--- WORK REQUEST ---
Each line of the data below from the one holding "#[cfg(test)]" to the one holding "assert_eq!(status.progress, 100);", inclusive, is to be reproduced exactly; no other line belongs in the answer.

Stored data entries
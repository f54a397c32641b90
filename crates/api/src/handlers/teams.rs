//! Handlers for teams, their members and AI team analytics.

use axum::extract::{Path, State};
use axum::http::StatusCode;
use axum::response::IntoResponse;
use axum::Json;
use coachly_core::normalize::{normalize_json, team_analytics_fallback};
use coachly_core::prompts::PromptTemplate;
use coachly_core::validation::{validate_content, validate_email, validate_name};
use coachly_db::models::team::{CreateTeam, CreateTeamMember, Team, TeamMember};
use coachly_db::repositories::TeamRepo;
use serde::Deserialize;
use serde_json::json;

use super::{best_effort, render_prompt, settle};
use crate::error::{AppError, AppResult};
use crate::middleware::auth::AuthUser;
use crate::state::AppState;

fn validate_member(member: &CreateTeamMember) -> AppResult<()> {
    validate_name("name", &member.name)?;
    if let Some(email) = member.email.as_deref().filter(|e| !e.is_empty()) {
        validate_email(email)?;
    }
    if let Some(role) = member.role.as_deref().filter(|r| !r.is_empty()) {
        validate_name("role", role)?;
    }
    Ok(())
}

async fn owned_team(state: &AppState, auth: &AuthUser, id: &str) -> AppResult<Team> {
    TeamRepo::find(state.store.as_ref(), &auth.uid, id)
        .await?
        .ok_or_else(|| AppError::not_found("Team", id))
}

/// One line per member for the analytics prompt.
fn describe_members(members: &[TeamMember]) -> String {
    members
        .iter()
        .map(|m| {
            format!(
                "- {} ({}): {}",
                m.name,
                m.role.as_deref().unwrap_or("no role"),
                if m.skills.is_empty() {
                    "no listed skills".to_string()
                } else {
                    m.skills.join(", ")
                }
            )
        })
        .collect::<Vec<_>>()
        .join("\n")
}

// ---------------------------------------------------------------------------
// Teams
// ---------------------------------------------------------------------------

/// GET /teams
pub async fn list_teams(
    auth: AuthUser,
    State(state): State<AppState>,
) -> AppResult<impl IntoResponse> {
    let teams = TeamRepo::list_for_user(state.store.as_ref(), &auth.uid).await?;
    Ok(Json(json!({ "teams": teams })))
}

/// POST /teams
pub async fn create_team(
    auth: AuthUser,
    State(state): State<AppState>,
    Json(input): Json<CreateTeam>,
) -> AppResult<impl IntoResponse> {
    validate_name("name", &input.name)?;
    validate_content("description", &input.description)?;
    for member in &input.members {
        validate_member(member)?;
    }

    let team = TeamRepo::create(state.store.as_ref(), &auth.uid, &input).await?;

    tracing::info!(
        team_id = %team.id,
        user_id = %auth.uid,
        members = input.members.len(),
        "Team created",
    );
    Ok((StatusCode::CREATED, Json(json!({ "team_id": team.id }))))
}

/// GET /teams/{id}
pub async fn get_team(
    auth: AuthUser,
    State(state): State<AppState>,
    Path(id): Path<String>,
) -> AppResult<impl IntoResponse> {
    let team = owned_team(&state, &auth, &id).await?;
    let members = TeamRepo::list_members(state.store.as_ref(), &team.id).await?;
    Ok(Json(json!({ "team": team, "members": members })))
}

/// DELETE /teams/{id}
pub async fn delete_team(
    auth: AuthUser,
    State(state): State<AppState>,
    Path(id): Path<String>,
) -> AppResult<StatusCode> {
    if !TeamRepo::delete(state.store.as_ref(), &auth.uid, &id).await? {
        return Err(AppError::not_found("Team", id));
    }
    tracing::info!(team_id = %id, user_id = %auth.uid, "Team deleted");
    Ok(StatusCode::NO_CONTENT)
}

// ---------------------------------------------------------------------------
// Members
// ---------------------------------------------------------------------------

/// GET /teams/{id}/members
pub async fn list_members(
    auth: AuthUser,
    State(state): State<AppState>,
    Path(id): Path<String>,
) -> AppResult<impl IntoResponse> {
    let team = owned_team(&state, &auth, &id).await?;
    let members = TeamRepo::list_members(state.store.as_ref(), &team.id).await?;
    Ok(Json(json!({ "members": members })))
}

/// POST /teams/{id}/members
pub async fn add_member(
    auth: AuthUser,
    State(state): State<AppState>,
    Path(id): Path<String>,
    Json(input): Json<CreateTeamMember>,
) -> AppResult<impl IntoResponse> {
    validate_member(&input)?;
    let team = owned_team(&state, &auth, &id).await?;
    let member = TeamRepo::add_member(state.store.as_ref(), &team.id, &input).await?;

    tracing::info!(team_id = %team.id, member_id = %member.id, "Team member added");
    Ok((StatusCode::CREATED, Json(json!({ "member_id": member.id }))))
}

/// DELETE /teams/{id}/members/{member_id}
pub async fn remove_member(
    auth: AuthUser,
    State(state): State<AppState>,
    Path((id, member_id)): Path<(String, String)>,
) -> AppResult<StatusCode> {
    let team = owned_team(&state, &auth, &id).await?;
    if !TeamRepo::remove_member(state.store.as_ref(), &team.id, &member_id).await? {
        return Err(AppError::not_found("TeamMember", member_id));
    }
    tracing::info!(team_id = %team.id, member_id = %member_id, "Team member removed");
    Ok(StatusCode::NO_CONTENT)
}

// ---------------------------------------------------------------------------
// Analytics
// ---------------------------------------------------------------------------

#[derive(Debug, Default, Deserialize)]
pub struct TeamAnalyticsRequest {
    #[serde(default)]
    pub metrics: Vec<String>,
}

/// Metrics assessed when the request names none.
const DEFAULT_METRICS: &[&str] = &["collaboration", "skill coverage", "communication"];

/// POST /teams/{id}/analytics
pub async fn team_analytics(
    auth: AuthUser,
    State(state): State<AppState>,
    Path(id): Path<String>,
    Json(input): Json<TeamAnalyticsRequest>,
) -> AppResult<impl IntoResponse> {
    let team = owned_team(&state, &auth, &id).await?;
    let members = TeamRepo::list_members(state.store.as_ref(), &team.id).await?;

    let metrics: Vec<String> = if input.metrics.is_empty() {
        DEFAULT_METRICS.iter().map(|m| m.to_string()).collect()
    } else {
        input.metrics
    };
    let members_text = describe_members(&members);
    let metrics_text = metrics.join(", ");
    let prompt = render_prompt(
        PromptTemplate::TeamAnalytics,
        &[
            ("team_name", &team.name),
            ("team_description", &team.description),
            ("members", &members_text),
            ("metrics", &metrics_text),
        ],
    );

    let analytics = settle(
        state
            .gateway
            .complete_prompt(&prompt)
            .await
            .and_then(|raw| normalize_json(&raw, team_analytics_fallback())),
        "team-analytics",
    );

    let member_count = members.len() as u64;
    best_effort(
        TeamRepo::save_analytics(
            state.store.as_ref(),
            &auth.uid,
            &team.id,
            member_count,
            &metrics,
            &analytics,
        )
        .await,
        "team analytics",
        &auth.uid,
    );

    Ok(Json(json!({
        "team_id": team.id,
        "member_count": member_count,
        "analytics": analytics,
    })))
}
/// Errors from the document store layer.
#[derive(Debug, thiserror::Error)]
pub enum StoreError {
    /// A database error from sqlx.
    #[error("Database error: {0}")]
    Database(#[from] sqlx::Error),

    /// A record could not be converted to or from its typed model.
    #[error("Serialization error: {0}")]
    Serialization(#[from] serde_json::Error),

    /// The caller passed a body that cannot be stored.
    #[error("Invalid document: {0}")]
    InvalidDocument(String),
}
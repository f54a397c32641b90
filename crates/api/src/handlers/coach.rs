//! Career coach chat.

use axum::extract::State;
use axum::response::IntoResponse;
use axum::Json;
use coachly_core::conversation::{to_chat_messages, Turn};
use coachly_core::prompts::PromptTemplate;
use coachly_db::models::session::{CreateSessionLog, SessionKind};
use coachly_db::repositories::SessionRepo;
use coachly_llm::CompletionRequest;
use serde::Deserialize;
use serde_json::{json, Value};

use super::{best_effort, render_prompt, settle};
use crate::middleware::auth::AuthUser;
use crate::state::AppState;

#[derive(Debug, Deserialize)]
pub struct CareerCoachRequest {
    #[serde(default)]
    pub history: Vec<Turn>,
}

/// POST /career-coach
///
/// The coach prompt is sent as the system message, followed by the
/// conversation as role-tagged messages.
pub async fn career_coach(
    auth: AuthUser,
    State(state): State<AppState>,
    Json(input): Json<CareerCoachRequest>,
) -> impl IntoResponse {
    let system = render_prompt(PromptTemplate::CareerCoach, &[]);
    let messages = to_chat_messages(&system, &input.history);
    let reply = settle(
        state
            .gateway
            .complete(CompletionRequest::messages(messages))
            .await,
        "career-coach",
    );

    let log = CreateSessionLog {
        user_id: auth.uid.clone(),
        kind: SessionKind::CareerCoach,
        history: input.history,
        user_input: None,
        response: Value::String(reply.clone()),
    };
    best_effort(
        SessionRepo::log(state.store.as_ref(), &log).await,
        "career coach session",
        &auth.uid,
    );

    Json(json!({ "reply": reply }))
}
use chrono::SecondsFormat;

/// Document identifiers are UUID strings generated by the store.
pub type DocId = String;

/// All timestamps are UTC.
pub type Timestamp = chrono::DateTime<chrono::Utc>;

/// Format a timestamp as fixed-width RFC 3339 with microsecond precision.
///
/// The fixed width makes lexical order equal chronological order, which the
/// document store relies on when sorting by a timestamp field.
pub fn format_timestamp(ts: Timestamp) -> String {
    ts.to_rfc3339_opts(SecondsFormat::Micros, true)
}

/// Current time formatted with [`format_timestamp`].
pub fn now_timestamp() -> String {
    format_timestamp(chrono::Utc::now())
}
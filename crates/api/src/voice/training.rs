//! Voice training progress table and the background training task.

use std::collections::HashMap;
use std::sync::Arc;
use std::time::Duration;

use coachly_core::types::now_timestamp;
use coachly_db::models::voice_model::CreateVoiceModel;
use coachly_db::repositories::VoiceModelRepo;
use coachly_db::DocumentStore;
use serde::Serialize;
use tokio::sync::RwLock;

/// Progress step, in percent, between training ticks.
const PROGRESS_STEP: u8 = 10;

#[derive(Debug, Clone, Copy, PartialEq, Eq, Serialize)]
#[serde(rename_all = "lowercase")]
pub enum TrainingState {
    Training,
    Completed,
    Failed,
}

#[derive(Debug, Clone, PartialEq, Serialize)]
pub struct TrainingStatus {
    pub status: TrainingState,
    /// Percent complete, 0 to 100.
    pub progress: u8,
    pub user_id: String,
    pub started_at: String,
    pub error: Option<String>,
}

/// Training status by training id.
///
/// Each entry has a single writer: the task spawned for that training id.
/// Entries are kept for the life of the process.
#[derive(Debug, Default)]
pub struct TrainingStatusStore {
    entries: RwLock<HashMap<String, TrainingStatus>>,
}

impl TrainingStatusStore {
    pub fn new() -> Self {
        Self::default()
    }

    /// Register a new training run for `user_id` and return its id.
    pub async fn start(&self, user_id: &str) -> String {
        let training_id = uuid::Uuid::new_v4().to_string();
        let status = TrainingStatus {
            status: TrainingState::Training,
            progress: 0,
            user_id: user_id.to_string(),
            started_at: now_timestamp(),
            error: None,
        };
        self.entries
            .write()
            .await
            .insert(training_id.clone(), status);
        training_id
    }

    pub async fn get(&self, training_id: &str) -> Option<TrainingStatus> {
        self.entries.read().await.get(training_id).cloned()
    }

    pub async fn set_progress(&self, training_id: &str, progress: u8) {
        self.modify(training_id, |s| s.progress = progress.min(100)).await;
    }

    pub async fn complete(&self, training_id: &str) {
        self.modify(training_id, |s| {
            s.status = TrainingState::Completed;
            s.progress = 100;
        })
        .await;
    }

    pub async fn fail(&self, training_id: &str, error: String) {
        self.modify(training_id, |s| {
            s.status = TrainingState::Failed;
            s.error = Some(error);
        })
        .await;
    }

    async fn modify(&self, training_id: &str, f: impl FnOnce(&mut TrainingStatus)) {
        if let Some(status) = self.entries.write().await.get_mut(training_id) {
            f(status);
        }
    }
}

/// Everything the background task needs to finish a training run.
pub struct TrainingJob {
    pub training_id: String,
    pub user_id: String,
    pub audio_path: String,
    pub model_path: String,
    pub step: Duration,
}

/// Step progress from 0 to 100, then store the voice model metadata.
///
/// Runs detached from the request that started it; the outcome is only
/// visible through the status table.
pub async fn run_training(
    job: TrainingJob,
    training: Arc<TrainingStatusStore>,
    store: Arc<dyn DocumentStore>,
) {
    for progress in (0..=100).step_by(usize::from(PROGRESS_STEP)) {
        training.set_progress(&job.training_id, progress).await;
        tokio::time::sleep(job.step).await;
    }

    let input = CreateVoiceModel {
        user_id: job.user_id.clone(),
        training_id: job.training_id.clone(),
        model_path: job.model_path,
        audio_path: Some(job.audio_path),
        status: "completed".to_string(),
    };
    match VoiceModelRepo::upsert_for_user(store.as_ref(), &input).await {
        Ok(model) => {
            training.complete(&job.training_id).await;
            tracing::info!(
                user_id = %job.user_id,
                training_id = %job.training_id,
                voice_model_id = %model.id,
                "Voice training completed",
            );
        }
        Err(e) => {
            tracing::error!(
                user_id = %job.user_id,
                training_id = %job.training_id,
                error = %e,
                "Voice training failed to store model",
            );
            training.fail(&job.training_id, e.to_string()).await;
        }
    }
}

#[cfg(test)]
mod tests {
    use super::*;
    use coachly_db::MemoryDocumentStore;

    #[tokio::test]
    async fn unknown_id_has_no_status() {
        let store = TrainingStatusStore::new();
        assert!(store.get("missing").await.is_none());
        // Writes to unknown ids are ignored.
        store.complete("missing").await;
        assert!(store.get("missing").await.is_none());
    }

    #[tokio::test]
    async fn training_runs_to_completion() {
        let training = Arc::new(TrainingStatusStore::new());
        let store: Arc<dyn DocumentStore> = Arc::new(MemoryDocumentStore::new());
        let training_id = training.start("u1").await;

        let status = training.get(&training_id).await.unwrap();
        assert_eq!(status.status, TrainingState::Training);
        assert_eq!(status.progress, 0);

        let job = TrainingJob {
            training_id: training_id.clone(),
            user_id: "u1".into(),
            audio_path: "voice_audio/u1/sample.wav".into(),
            model_path: "voice_models/u1/voice_model.pt".into(),
            step: Duration::ZERO,
        };
        run_training(job, Arc::clone(&training), Arc::clone(&store)).await;

        let status = training.get(&training_id).await.unwrap();
        assert_eq!(status.status, TrainingState::Completed);
        assert_eq!(status.progress, 100);

        let model = VoiceModelRepo::find_for_user(store.as_ref(), "u1")
            .await
            .unwrap()
            .unwrap();
        assert_eq!(model.training_id, training_id);
    }
}
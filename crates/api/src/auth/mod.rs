//! Identity verification for third-party bearer tokens.
//!
//! - [`identity`] -- the [`IdentityVerifier`] seam and its error type.
//! - [`jwt`] -- HS256 shared-secret verification and token issuing.
//! - [`jwks`] -- RS256 verification against a remote JSON Web Key Set.

pub mod identity;
pub mod jwks;
pub mod jwt;

use std::sync::Arc;

pub use identity::{Identity, IdentityError, IdentityVerifier};

use crate::config::IdentityConfig;

/// Build the verifier named by the configuration. A shared secret wins
/// over a JWKS URL when both are set.
///
/// # Panics
///
/// Panics if neither is configured.
pub fn build_verifier(config: &IdentityConfig) -> Arc<dyn IdentityVerifier> {
    if let Some(secret) = &config.jwt_secret {
        return Arc::new(jwt::SharedSecretVerifier::new(secret, config));
    }
    let url = config
        .jwks_url
        .clone()
        .expect("IDENTITY_JWT_SECRET or IDENTITY_JWKS_URL must be set");
    Arc::new(jwks::JwksVerifier::new(url, config))
}
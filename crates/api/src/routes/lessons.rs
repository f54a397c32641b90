use axum::routing::get;
use axum::Router;

use crate::handlers::lessons;
use crate::state::AppState;

/// Lesson routes mounted at `/lessons`.
///
/// ```text
/// GET    /        -> list_lessons
/// POST   /        -> create_lesson
/// GET    /{id}    -> get_lesson
/// PUT    /{id}    -> update_lesson
/// DELETE /{id}    -> delete_lesson
/// ```
pub fn router() -> Router<AppState> {
    Router::new()
        .route("/", get(lessons::list_lessons).post(lessons::create_lesson))
        .route(
            "/{id}",
            get(lessons::get_lesson)
                .put(lessons::update_lesson)
                .delete(lessons::delete_lesson),
        )
}
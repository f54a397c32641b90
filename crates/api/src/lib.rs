//! Coachly API server library.
//!
//! Exposes the building blocks (config, state, error handling, identity,
//! routes) so integration tests and the binary entrypoint can both use them.

pub mod auth;
pub mod config;
pub mod error;
pub mod handlers;
pub mod middleware;
pub mod router;
pub mod routes;
pub mod state;
pub mod voice;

--- WRITTEN REPLY ---
#[cfg(test)]
mod tests {
    use super::*;
    use coachly_db::MemoryDocumentStore;

    #[tokio::test]
    async fn unknown_id_has_no_status() {
        let store = TrainingStatusStore::new();
        assert!(store.get("missing").await.is_none());
        // Writes to unknown ids are ignored.
        store.complete("missing").await;
        assert!(store.get("missing").await.is_none());
    }

    #[tokio::test]
    async fn training_runs_to_completion() {
        let training = Arc::new(TrainingStatusStore::new());
        let store: Arc<dyn DocumentStore> = Arc::new(MemoryDocumentStore::new());
        let training_id = training.start("u1").await;

        let status = training.get(&training_id).await.unwrap();
        assert_eq!(status.status, TrainingState::Training);
        assert_eq!(status.progress, 0);

        let job = TrainingJob {
            training_id: training_id.clone(),
            user_id: "u1".into(),
            audio_path: "voice_audio/u1/sample.wav".into(),
            model_path: "voice_models/u1/voice_model.pt".into(),
            step: Duration::ZERO,
        };
        run_training(job, Arc::clone(&training), Arc::clone(&store)).await;

        let status = training.get(&training_id).await.unwrap();
        assert_eq!(status.status, TrainingState::Completed);
        assert_eq!(status.progress, 100);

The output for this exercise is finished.